**GIVEN INFORMATION**
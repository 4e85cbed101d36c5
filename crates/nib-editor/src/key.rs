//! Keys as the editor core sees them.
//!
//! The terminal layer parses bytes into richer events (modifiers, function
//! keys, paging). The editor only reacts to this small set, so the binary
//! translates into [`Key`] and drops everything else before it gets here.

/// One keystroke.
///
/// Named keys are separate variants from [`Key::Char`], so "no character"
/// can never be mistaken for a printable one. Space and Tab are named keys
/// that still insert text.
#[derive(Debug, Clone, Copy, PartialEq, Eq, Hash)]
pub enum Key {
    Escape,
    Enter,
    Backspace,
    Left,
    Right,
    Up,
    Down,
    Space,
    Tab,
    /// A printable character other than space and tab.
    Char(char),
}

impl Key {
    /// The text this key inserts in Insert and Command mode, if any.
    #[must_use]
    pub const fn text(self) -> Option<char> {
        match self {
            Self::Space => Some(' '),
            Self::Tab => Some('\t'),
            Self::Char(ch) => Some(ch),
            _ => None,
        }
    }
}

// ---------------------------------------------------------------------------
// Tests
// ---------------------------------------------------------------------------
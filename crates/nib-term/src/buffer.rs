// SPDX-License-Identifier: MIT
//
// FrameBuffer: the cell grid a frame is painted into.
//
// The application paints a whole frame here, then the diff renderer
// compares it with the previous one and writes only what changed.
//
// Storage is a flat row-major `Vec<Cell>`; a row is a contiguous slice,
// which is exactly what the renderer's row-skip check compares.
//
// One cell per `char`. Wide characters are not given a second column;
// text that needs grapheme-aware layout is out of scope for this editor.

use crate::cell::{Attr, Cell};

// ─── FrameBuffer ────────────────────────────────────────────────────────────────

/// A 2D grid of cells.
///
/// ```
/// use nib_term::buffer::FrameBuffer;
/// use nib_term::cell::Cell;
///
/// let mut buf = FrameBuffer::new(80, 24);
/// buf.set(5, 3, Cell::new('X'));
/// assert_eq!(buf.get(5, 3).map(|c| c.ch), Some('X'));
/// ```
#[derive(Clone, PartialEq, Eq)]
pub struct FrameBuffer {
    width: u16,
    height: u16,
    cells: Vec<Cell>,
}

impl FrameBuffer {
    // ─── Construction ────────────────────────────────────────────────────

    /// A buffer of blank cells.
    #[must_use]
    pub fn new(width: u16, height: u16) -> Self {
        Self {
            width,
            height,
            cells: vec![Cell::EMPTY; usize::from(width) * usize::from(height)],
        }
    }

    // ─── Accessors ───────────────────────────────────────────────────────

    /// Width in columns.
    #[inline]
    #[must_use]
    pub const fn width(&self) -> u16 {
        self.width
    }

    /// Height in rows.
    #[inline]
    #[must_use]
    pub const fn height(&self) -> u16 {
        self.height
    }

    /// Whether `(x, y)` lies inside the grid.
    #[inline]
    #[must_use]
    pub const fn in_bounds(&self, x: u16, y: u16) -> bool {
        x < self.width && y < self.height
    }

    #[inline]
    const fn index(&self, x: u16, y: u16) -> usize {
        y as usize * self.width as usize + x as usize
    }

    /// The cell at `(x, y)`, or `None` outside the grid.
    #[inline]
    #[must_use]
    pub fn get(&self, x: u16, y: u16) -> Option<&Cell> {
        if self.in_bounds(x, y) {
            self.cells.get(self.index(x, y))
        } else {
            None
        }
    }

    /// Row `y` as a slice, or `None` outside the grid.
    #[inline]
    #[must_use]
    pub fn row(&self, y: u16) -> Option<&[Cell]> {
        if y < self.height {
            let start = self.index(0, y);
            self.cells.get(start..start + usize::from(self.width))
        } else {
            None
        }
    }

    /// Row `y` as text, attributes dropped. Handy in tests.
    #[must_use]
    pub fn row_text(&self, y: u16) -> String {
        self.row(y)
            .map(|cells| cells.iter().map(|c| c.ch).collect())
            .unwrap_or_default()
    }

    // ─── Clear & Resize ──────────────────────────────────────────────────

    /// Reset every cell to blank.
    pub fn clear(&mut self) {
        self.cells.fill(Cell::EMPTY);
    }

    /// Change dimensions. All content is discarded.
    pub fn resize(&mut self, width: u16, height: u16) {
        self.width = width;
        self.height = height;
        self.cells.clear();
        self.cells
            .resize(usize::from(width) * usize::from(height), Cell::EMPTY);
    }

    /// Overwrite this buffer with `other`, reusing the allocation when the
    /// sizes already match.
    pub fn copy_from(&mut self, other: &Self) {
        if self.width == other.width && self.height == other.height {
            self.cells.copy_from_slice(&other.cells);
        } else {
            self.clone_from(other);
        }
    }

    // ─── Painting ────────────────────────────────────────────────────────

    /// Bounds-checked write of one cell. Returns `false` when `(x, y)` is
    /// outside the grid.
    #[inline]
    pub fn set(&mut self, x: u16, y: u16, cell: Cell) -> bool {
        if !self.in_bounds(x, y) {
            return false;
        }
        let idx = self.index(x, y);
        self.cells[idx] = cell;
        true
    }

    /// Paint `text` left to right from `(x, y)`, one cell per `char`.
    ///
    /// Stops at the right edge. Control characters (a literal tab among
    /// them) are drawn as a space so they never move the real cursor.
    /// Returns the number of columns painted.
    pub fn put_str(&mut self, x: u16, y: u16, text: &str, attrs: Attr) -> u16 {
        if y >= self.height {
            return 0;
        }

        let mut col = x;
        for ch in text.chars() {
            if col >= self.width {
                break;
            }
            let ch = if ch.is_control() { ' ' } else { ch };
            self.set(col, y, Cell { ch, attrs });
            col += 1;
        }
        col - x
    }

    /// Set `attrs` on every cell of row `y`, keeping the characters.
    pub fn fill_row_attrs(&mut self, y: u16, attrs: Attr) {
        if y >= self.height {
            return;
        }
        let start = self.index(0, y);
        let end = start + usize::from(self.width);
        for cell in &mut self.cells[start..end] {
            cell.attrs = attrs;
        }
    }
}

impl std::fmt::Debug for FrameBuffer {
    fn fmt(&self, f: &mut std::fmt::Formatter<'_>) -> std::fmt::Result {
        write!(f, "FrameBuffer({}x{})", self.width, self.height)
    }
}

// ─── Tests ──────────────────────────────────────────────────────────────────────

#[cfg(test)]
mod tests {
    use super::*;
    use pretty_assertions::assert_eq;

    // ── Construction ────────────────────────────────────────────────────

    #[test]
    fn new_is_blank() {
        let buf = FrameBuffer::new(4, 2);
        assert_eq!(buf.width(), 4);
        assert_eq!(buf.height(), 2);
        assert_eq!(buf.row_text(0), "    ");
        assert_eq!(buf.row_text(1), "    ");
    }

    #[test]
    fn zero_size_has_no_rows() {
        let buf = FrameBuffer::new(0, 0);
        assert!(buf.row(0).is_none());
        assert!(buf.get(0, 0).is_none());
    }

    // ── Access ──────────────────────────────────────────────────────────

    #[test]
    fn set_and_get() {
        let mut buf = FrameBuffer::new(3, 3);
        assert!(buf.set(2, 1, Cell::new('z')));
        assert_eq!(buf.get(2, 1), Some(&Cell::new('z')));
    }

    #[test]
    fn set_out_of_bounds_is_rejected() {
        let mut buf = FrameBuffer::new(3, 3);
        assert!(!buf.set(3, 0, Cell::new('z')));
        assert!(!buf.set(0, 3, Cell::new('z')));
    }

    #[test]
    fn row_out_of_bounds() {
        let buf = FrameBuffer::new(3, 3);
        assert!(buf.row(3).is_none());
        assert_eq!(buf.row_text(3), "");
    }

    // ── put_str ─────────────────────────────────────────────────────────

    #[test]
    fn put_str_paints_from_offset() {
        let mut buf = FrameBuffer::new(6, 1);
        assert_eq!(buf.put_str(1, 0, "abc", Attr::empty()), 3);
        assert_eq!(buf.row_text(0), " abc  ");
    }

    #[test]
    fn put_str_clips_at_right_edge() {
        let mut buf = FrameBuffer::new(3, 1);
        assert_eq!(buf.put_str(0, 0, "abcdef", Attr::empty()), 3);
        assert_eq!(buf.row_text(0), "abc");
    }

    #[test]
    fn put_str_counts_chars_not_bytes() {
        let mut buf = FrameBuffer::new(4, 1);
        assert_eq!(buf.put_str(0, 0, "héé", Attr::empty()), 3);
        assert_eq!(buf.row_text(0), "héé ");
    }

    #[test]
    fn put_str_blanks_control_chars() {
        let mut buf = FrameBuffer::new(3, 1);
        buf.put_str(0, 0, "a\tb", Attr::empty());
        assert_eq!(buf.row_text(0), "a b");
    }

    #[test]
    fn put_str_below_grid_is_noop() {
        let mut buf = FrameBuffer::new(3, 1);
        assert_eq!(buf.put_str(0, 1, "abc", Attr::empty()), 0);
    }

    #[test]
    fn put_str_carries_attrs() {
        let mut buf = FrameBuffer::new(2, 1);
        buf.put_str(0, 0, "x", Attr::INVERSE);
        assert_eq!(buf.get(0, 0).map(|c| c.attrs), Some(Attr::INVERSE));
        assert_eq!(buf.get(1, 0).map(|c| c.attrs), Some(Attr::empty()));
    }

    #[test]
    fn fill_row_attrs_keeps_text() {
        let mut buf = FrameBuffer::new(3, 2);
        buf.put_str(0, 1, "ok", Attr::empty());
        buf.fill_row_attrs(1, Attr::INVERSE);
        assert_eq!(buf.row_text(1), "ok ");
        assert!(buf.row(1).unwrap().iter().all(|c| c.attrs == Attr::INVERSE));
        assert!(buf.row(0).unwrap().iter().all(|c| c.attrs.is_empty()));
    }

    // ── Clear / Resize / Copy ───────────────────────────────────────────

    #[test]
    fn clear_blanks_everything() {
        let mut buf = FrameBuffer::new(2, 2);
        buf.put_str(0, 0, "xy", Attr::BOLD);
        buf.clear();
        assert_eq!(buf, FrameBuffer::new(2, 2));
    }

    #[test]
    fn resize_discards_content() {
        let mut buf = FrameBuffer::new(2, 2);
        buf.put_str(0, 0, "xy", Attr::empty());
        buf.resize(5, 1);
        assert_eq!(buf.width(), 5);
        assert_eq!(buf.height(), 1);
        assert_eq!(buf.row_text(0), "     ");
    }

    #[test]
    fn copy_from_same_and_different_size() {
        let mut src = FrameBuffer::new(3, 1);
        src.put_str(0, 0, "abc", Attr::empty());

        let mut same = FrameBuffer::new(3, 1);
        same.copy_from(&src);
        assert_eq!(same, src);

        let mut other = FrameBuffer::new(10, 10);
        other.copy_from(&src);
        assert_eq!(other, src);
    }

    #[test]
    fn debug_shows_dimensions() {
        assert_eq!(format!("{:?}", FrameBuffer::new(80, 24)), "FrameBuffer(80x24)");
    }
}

**THE TASK**
Your task is to reproduce the entries exactly, starting at the first line and ending with the line containing "still insert text.".

**RESPONSE TO THE TASK**
repository 4e85cbed101d36c5
filename crates/nib-editor/src/key.rs
//! Keys as the editor core sees them.
//!
//! The terminal layer parses bytes into richer events (modifiers, function
//! keys, paging). The editor only reacts to this small set, so the binary
//! translates into [`Key`] and drops everything else before it gets here.

/// One keystroke.
///
/// Named keys are separate variants from [`Key::Char`], so "no character"
/// can never be mistaken for a printable one. Space and Tab are named keys
/// that still insert text.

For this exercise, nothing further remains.